Saturday, March 24, 2012

JDK7: Part 1- The power of java 7 NIO.2 (JSR 203) (important concepts)

Get educated with the new file I/O mechanism introduced in the JDK 7 release.

This is a 2 parts series of article, focuses on JSR 203 java 7 NIO.2 API.
  1. Part 1 will introduce the main concepts involved in the new JSR. 
  2. Part 2 will covers the important aspects involved in developing NIO.2-based applications by examples and case studies for the concepts introduced in part 1, this will spice up your Java 7 applications with the new I/O capabilities. You will learn to develop NIO.2 applications, beginning with simple but essential stuff and gradually moving on to complex features such as sockets and asynchronous channels.
In this article part 1 I will introduce the new and powerful IO API, packaged & delivered in Java SE 7 NIO.2. Also I will cover all the important aspects involved in developing NIO.2-based applications in brief.

Table of contents:
1. Working with the new Path Class (Part 1).
2. Metadata File Attributes (Part 1, 2 (examples)).
3. What is Symbolic and Hard Links? (Part 1, 2 (examples)).
4. New API for Files and Directories (Part 1, 2 (examples)).
5. The FileVisitor Interface (Part 1, 2 (examples)).
6. Monitoring via Watch Service API (Part 1, 2 (examples)).
7. New powerful Random Access Files (Part 1, 2 (examples)).
8. Networking with the Sockets APIs (Part 1, 2 (examples)).
9. The Asynchronous Channel API (Part 1, 2 (examples)).
10. Important Things to Remember (& migration tips from java IO to java NIO.2) (Part 2).
11. References (Part 1, 2).


---------------------------------------------

1. Working with the new Path Class.
The Path class supports two types of operations:
Syntactic operations (almost any operation that involves manipulating paths without accessing the file system; these are logical manipulations done in memory) and operations over files referenced by paths. This section covers the first type of operations and introduces you to the Path API. In section 4 titled (New API for Files and Directories); I will focus on exploring the second type of operations. The concepts presented in this section will be very useful in the rest article and part 2.

A path resides in a file system, which:

Stores and organizes files on some form of media, generally one or more hard drives, in such a way that they can be easily retrieved.
The file system can be accessed through the java.nio.file.FileSystems final class, which is used to get an instance of the java.nio.file.FileSystem we want to work on.

FileSystems contains the following two important methods, as well as a set of newFileSystem() methods, for constructing new file systems:

  • getDefault(): This is a static method that returns the default FileSystem to the JVM—commonly the operating system default file system.
  • getFileSystem(URI uri): This is a static method that returns a file system from the set of available file system providers that match the given URI schema. The Path class manipulates a file in any file system (FileSystem) that can use any storage place (java.nio.file.FileStore; this class represents the underlying storage).

By default (and commonly), the Path refers to files in the default file system (the file system of the computer), but NIO.2 is totally modular—an implementation of FileSystem for data in memory, on the network, or on a virtual file system is perfectly agreeable to NIO.2.

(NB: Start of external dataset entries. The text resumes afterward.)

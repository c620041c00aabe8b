use tracing_subscriber::EnvFilter;

/// Install the fmt subscriber. `RUST_LOG` wins over the default level.
pub fn init_tracing(verbose: bool) {
    let default_level = if verbose { "debug" } else { "info" };
    let filter = EnvFilter::try_from_default_env().unwrap_or_else(|_| EnvFilter::new(default_level));
    tracing_subscriber::fmt()
        .with_env_filter(filter)
        .with_target(false)
        .init();
}
//! Whole-route scenario benchmarks.
//!
//! These run every in-memory stage from station list to merged sequence,
//! the same work a pipeline run does minus file I/O.

mod route;

pub use route::bench_route;
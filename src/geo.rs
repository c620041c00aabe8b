//! Great-circle distance between coordinates.

/*
Haversine Distance
==================

Stations are points on a sphere (lat/lng in degrees). The haversine formula
gives the length of the shortest arc between two of them:

    a = sin²(Δlat / 2) + cos(lat1) · cos(lat2) · sin²(Δlng / 2)
    c = 2 · atan2(√a, √(1 − a))
    d = R · c

with R = 6 371 000 m (mean Earth radius).

Evaluation order is fixed: `sin(x)·sin(x)` rather than `powi(2)`, and the
caller always passes (next station, current station).
*/

use crate::EARTH_RADIUS_M;

/// Distance in meters between two lat/lng points given in degrees.
///
/// # Example
/// ```
/// use subway_sequencer::geo::distance;
/// let d = distance(0.0, 0.0, 0.0, 1.0);
/// assert!((d - 111_194.93).abs() < 0.01); // one degree along the equator
/// ```
pub fn distance(lat1: f64, lng1: f64, lat2: f64, lng2: f64) -> f64 {
    let d_lat = (lat2 - lat1).to_radians();
    let d_lng = (lng2 - lng1).to_radians();
    let a = (d_lat / 2.0).sin() * (d_lat / 2.0).sin()
        + lat1.to_radians().cos() * lat2.to_radians().cos() * (d_lng / 2.0).sin() * (d_lng / 2.0).sin();
    let c = 2.0 * a.sqrt().atan2((1.0 - a).sqrt());
    EARTH_RADIUS_M * c
}
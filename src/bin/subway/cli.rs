use std::path::PathBuf;

use clap::Parser;
use subway_sequencer::Config;

#[derive(Parser, Debug, Clone)]
#[command(author, version, about = "Turn a subway route into a timed instrument sequence")]
pub struct Args {
    /// Path to config TOML (missing file means defaults)
    #[arg(long, default_value = "subway.toml")]
    pub config: PathBuf,

    /// Global tempo (overrides config)
    #[arg(long)]
    pub bpm: Option<f64>,

    /// Meters of track per beat (overrides config)
    #[arg(long)]
    pub meters_per_beat: Option<f64>,

    /// Instrument catalog, tab-delimited
    #[arg(long)]
    pub instruments: Option<PathBuf>,

    /// Station route, tab-delimited
    #[arg(long)]
    pub stations: Option<PathBuf>,

    /// Directory for all output tables
    #[arg(long)]
    pub out_dir: Option<PathBuf>,

    /// Skip the instruments and sequence tables
    #[arg(long, default_value_t = false)]
    pub no_sequence: bool,

    /// Skip the summary table
    #[arg(long, default_value_t = false)]
    pub no_summary: bool,

    /// Log at debug level
    #[arg(short, long, default_value_t = false)]
    pub verbose: bool,
}

impl Args {
    /// Apply command-line overrides on top of the loaded config
    pub fn apply(&self, config: &mut Config) {
        if let Some(bpm) = self.bpm {
            config.tempo.bpm = bpm;
        }
        if let Some(meters) = self.meters_per_beat {
            config.tempo.meters_per_beat = meters;
        }
        if let Some(path) = &self.instruments {
            config.input.instruments = path.clone();
        }
        if let Some(path) = &self.stations {
            config.input.stations = path.clone();
        }
        if let Some(dir) = &self.out_dir {
            config.output.rebase(dir);
        }
        if self.no_sequence {
            config.output.write_sequence = false;
        }
        if self.no_summary {
            config.output.write_summary = false;
        }
    }
}
use std::path::Path;

use crate::error::Result;
use crate::io::table::Table;

/// Column layout of the station table
pub const STATION_COLUMNS: [&str; 6] = ["name", "income_annual", "income", "lat", "lng", "borough"];

/// A stop on the route, in route order
#[derive(Debug, Clone, PartialEq)]
pub struct Station {
    pub name: String,
    /// Spending money for instruments, from the `income` column
    pub budget: f64,
    pub lat: f64,
    pub lng: f64,
    pub borough: String,
}

/// Load stations from a tab-delimited file, keeping file order
pub fn load_stations(path: &Path) -> Result<Vec<Station>> {
    let table = Table::read(path, '\t')?;
    parse_stations(&table)
}

pub fn parse_stations(table: &Table) -> Result<Vec<Station>> {
    table
        .records()
        .map(|record| {
            record.expect_columns(&STATION_COLUMNS)?;
            let income = strip_currency(record.text(2));
            let budget = income.trim().parse::<f64>().map_err(|_| {
                record.error(format!(
                    "column 3 (income): cannot parse '{}' as currency",
                    record.text(2).trim()
                ))
            })?;
            Ok(Station {
                name: record.text(0).trim().to_string(),
                budget,
                lat: record.parse(3, "lat")?,
                lng: record.parse(4, "lng")?,
                borough: record.text(5).trim().to_lowercase(),
            })
        })
        .collect()
}

/// "$41,250" -> "41250"
pub fn strip_currency(raw: &str) -> String {
    raw.chars().filter(|c| !matches!(c, '$' | ',')).collect()
}
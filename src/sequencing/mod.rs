pub mod easing;
pub mod sequence;
pub mod sequencer;
pub mod tempo;
pub mod timeline;

pub use sequence::{Sequence, SequenceEvent};
pub use sequencer::{emit_window, sequence_instrument, InstrumentRun};
pub use tempo::Tempo;
pub use timeline::{Leg, Stop, Timeline, TimelineStats};
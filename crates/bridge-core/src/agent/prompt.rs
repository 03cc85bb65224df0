use std::collections::BTreeMap;
use std::path::Path;

use anyhow::Context;
use serde::{Deserialize, Serialize};

use super::memory::ConversationHistory;
use crate::error::{BridgeError, BridgeResult};
use crate::wire::StructureKind;

#[derive(Debug, Clone, Copy, Deserialize, Serialize, PartialEq, Eq)]
#[serde(rename_all = "lowercase")]
pub enum Role {
    System,
    User,
    Assistant,
}

#[derive(Debug, Clone, Deserialize, Serialize, PartialEq, Eq)]
pub struct ChatMessage {
    pub role: Role,
    pub content: String,
}

impl ChatMessage {
    pub fn system(content: impl Into<String>) -> Self {
        Self {
            role: Role::System,
            content: content.into(),
        }
    }

    pub fn user(content: impl Into<String>) -> Self {
        Self {
            role: Role::User,
            content: content.into(),
        }
    }

    pub fn assistant(content: impl Into<String>) -> Self {
        Self {
            role: Role::Assistant,
            content: content.into(),
        }
    }
}

/// Messages wrapped around the state for one level: `initial` goes before it, `prompt` after.
#[derive(Debug, Clone, Default, Deserialize, Serialize, PartialEq, Eq)]
pub struct DecisionContext {
    #[serde(default)]
    pub initial: Vec<ChatMessage>,
    #[serde(default)]
    pub prompt: Vec<ChatMessage>,
}

const BUILTIN_PERSONA: &str = "You are playing DEFCON. Each turn you receive the current game state. \
Reply with game commands, one per line, and nothing else on those lines. Available commands:\n\
DebugLog(\"text\")\n\
SendChat(\"text\")\n\
PlaceStructure(longitude, latitude, \"RadarStation|Silo|AirBase\")\n\
PlaceFleet(longitude, latitude, \"Sub|BattleShip|Carrier\", ...)\n\
WhiteboardDraw(longitude1, latitude1, longitude2, latitude2)\n\
WhiteboardClear()\n\
LaunchNukeFromSilo(siloId, longitude, latitude)\n\
StopLaunchingNukesFromSiloAndGoDefensive(siloId)\n\
SetMovementTarget(unitId, longitude, latitude)\n\
SetActionTarget(unitId, targetId, longitude, latitude)\n\
SetLandingTarget(unitId, targetId)\n\
SetState(unitId, state)\n\
RequestAlliance(allianceId)\n\
SendVote(voteId, \"Yes|No|Abstain\")";

const BUILTIN_INSTRUCTION: &str =
    "Decide your moves for this turn. Output only command lines.";

/// Closed set of per-level contexts plus the fallback used for levels without an entry.
///
/// File format (JSON), keyed `defcon_<level>`:
/// `{ "defcon_5": { "initial": [{"role":"system","content":"..."}], "prompt": [...] } }`
#[derive(Debug, Clone)]
pub struct DecisionContexts {
    by_level: BTreeMap<u32, DecisionContext>,
    fallback_level: u32,
    fallback: DecisionContext,
}

pub fn context_key(level: u32) -> String {
    format!("defcon_{level}")
}

impl DecisionContexts {
    pub fn builtin(fallback_level: u32) -> Self {
        Self {
            by_level: BTreeMap::new(),
            fallback_level,
            fallback: DecisionContext {
                initial: vec![ChatMessage::system(BUILTIN_PERSONA)],
                prompt: vec![ChatMessage::user(BUILTIN_INSTRUCTION)],
            },
        }
    }

    pub fn from_json(text: &str, fallback_level: u32) -> BridgeResult<Self> {
        let raw: BTreeMap<String, DecisionContext> = serde_json::from_str(text)
            .map_err(|e| BridgeError::Config(format!("decision contexts: {e}")))?;

        let mut by_level = BTreeMap::new();
        for (key, ctx) in raw {
            match key.strip_prefix("defcon_").and_then(|n| n.parse::<u32>().ok()) {
                Some(level) => {
                    by_level.insert(level, ctx);
                }
                None => tracing::warn!(key = %key, "bridge.contexts.unknown_key"),
            }
        }

        let fallback = by_level.get(&fallback_level).cloned().ok_or_else(|| {
            BridgeError::Config(format!(
                "decision contexts: missing fallback entry {}",
                context_key(fallback_level)
            ))
        })?;
        Ok(Self {
            by_level,
            fallback_level,
            fallback,
        })
    }

    pub fn load(path: &Path, fallback_level: u32) -> anyhow::Result<Self> {
        let text = std::fs::read_to_string(path)
            .with_context(|| format!("Failed to read decision contexts at {}", path.display()))?;
        Self::from_json(&text, fallback_level)
            .with_context(|| format!("Failed to load decision contexts at {}", path.display()))
    }

    /// Context for `level`, and the level whose entry was actually used.
    pub fn select(&self, level: u32) -> (u32, &DecisionContext) {
        match self.by_level.get(&level) {
            Some(ctx) => (level, ctx),
            None => (self.fallback_level, &self.fallback),
        }
    }

    pub fn levels(&self) -> impl Iterator<Item = u32> + '_ {
        self.by_level.keys().copied()
    }
}

/// `initial ++ history ++ [user: snapshot] ++ prompt`
pub fn build_messages(
    ctx: &DecisionContext,
    history: &ConversationHistory,
    snapshot: &str,
) -> Vec<ChatMessage> {
    let mut messages = ctx.initial.clone();
    messages.extend(history.messages());
    messages.push(ChatMessage::user(snapshot));
    messages.extend(ctx.prompt.iter().cloned());
    messages
}

pub fn render_messages_json(messages: &[ChatMessage]) -> String {
    serde_json::to_string_pretty(messages).unwrap_or_else(|_| "[]".to_string())
}

/// One-shot advisory prompts that are not part of the turn loop.
#[derive(Debug, Clone, Copy, PartialEq, Eq)]
pub enum AnalysisPrompt {
    AnalyzeGameState,
    SuggestStructurePlacement(StructureKind),
    SuggestNukeTargets,
}

impl AnalysisPrompt {
    pub fn messages(self, state: &str) -> Vec<ChatMessage> {
        match self {
            AnalysisPrompt::AnalyzeGameState => vec![
                ChatMessage::system(
                    "You are a strategic AI assistant for the game DEFCON. Analyze the current game state and suggest optimal moves.",
                ),
                ChatMessage::user(format!(
                    "Please analyze the current game state and suggest strategic moves:\n\n{state}"
                )),
            ],
            AnalysisPrompt::SuggestStructurePlacement(kind) => vec![
                ChatMessage::system(
                    "You are a strategic AI assistant for the game DEFCON. Suggest optimal structure placements.",
                ),
                ChatMessage::user(format!(
                    "Based on the current game state, suggest optimal locations to place {} structures:\n\n{state}",
                    kind.as_str()
                )),
            ],
            AnalysisPrompt::SuggestNukeTargets => vec![
                ChatMessage::system(
                    "You are a strategic AI assistant for the game DEFCON. Suggest optimal nuclear strike targets.",
                ),
                ChatMessage::user(format!(
                    "Based on the current game state, suggest optimal targets for nuclear strikes:\n\n{state}"
                )),
            ],
        }
    }
}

NIO.2 provides us with all file system functionalities that we may need to perform over a file, a directory, or a link. The Path class is an upgraded version of the well-known java.io.File class, but the File class has kept a few specific operations, so it is not deprecated and cannot be considered obsolete. Moreover, starting with Java 7, both classes are available, which means programmers can mix their powers to obtain the best of I/O APIs. Java 7 provides a simple API for conversion between them. Remember the days when you had to do the following:

Well, those days are gone, because with Java 7 you can do this:

At a closer look, a Path is a programmatic representation of a path in the file system. The path string contains the file name, the directory list, and the OS-dependent file delimiter (e.g., backslash “\” on Microsoft Windows and forward slash “/” on Solaris and Linux), which means that a Path is not system independent since it is based on a system-dependent string path. Because Path is basically a string, the referenced resource might not exist.


Section 10 (Part 2) will provide a good tips for migration between the old IO and NIO.2 API.

---------------------------------------------

2. Metadata File Attributes.
If you have questions about a file or a directory, such as whether it is hidden, whether it is a directory, what its size is, and who owns it, you can get answers to those questions (and many others) from the metadata, which is data about other data.

NIO.2 associates the notion of metadata with attributes and provides access to them through the java.nio.file.attribute package. Since different file systems have different notions about which attributes should be tracked, NIO.2 groups the attributes into views, each of which maps to a particular file system implementation.

Generally, views provide the attributes in bulk through a common method, readAttributes(). In addition, you can extract and set a single attribute with the getAttribute() and setAttribute() methods, respectively, which are available in the java.nio.file.Files class. Depending On the view, other methods are available for additional tasks.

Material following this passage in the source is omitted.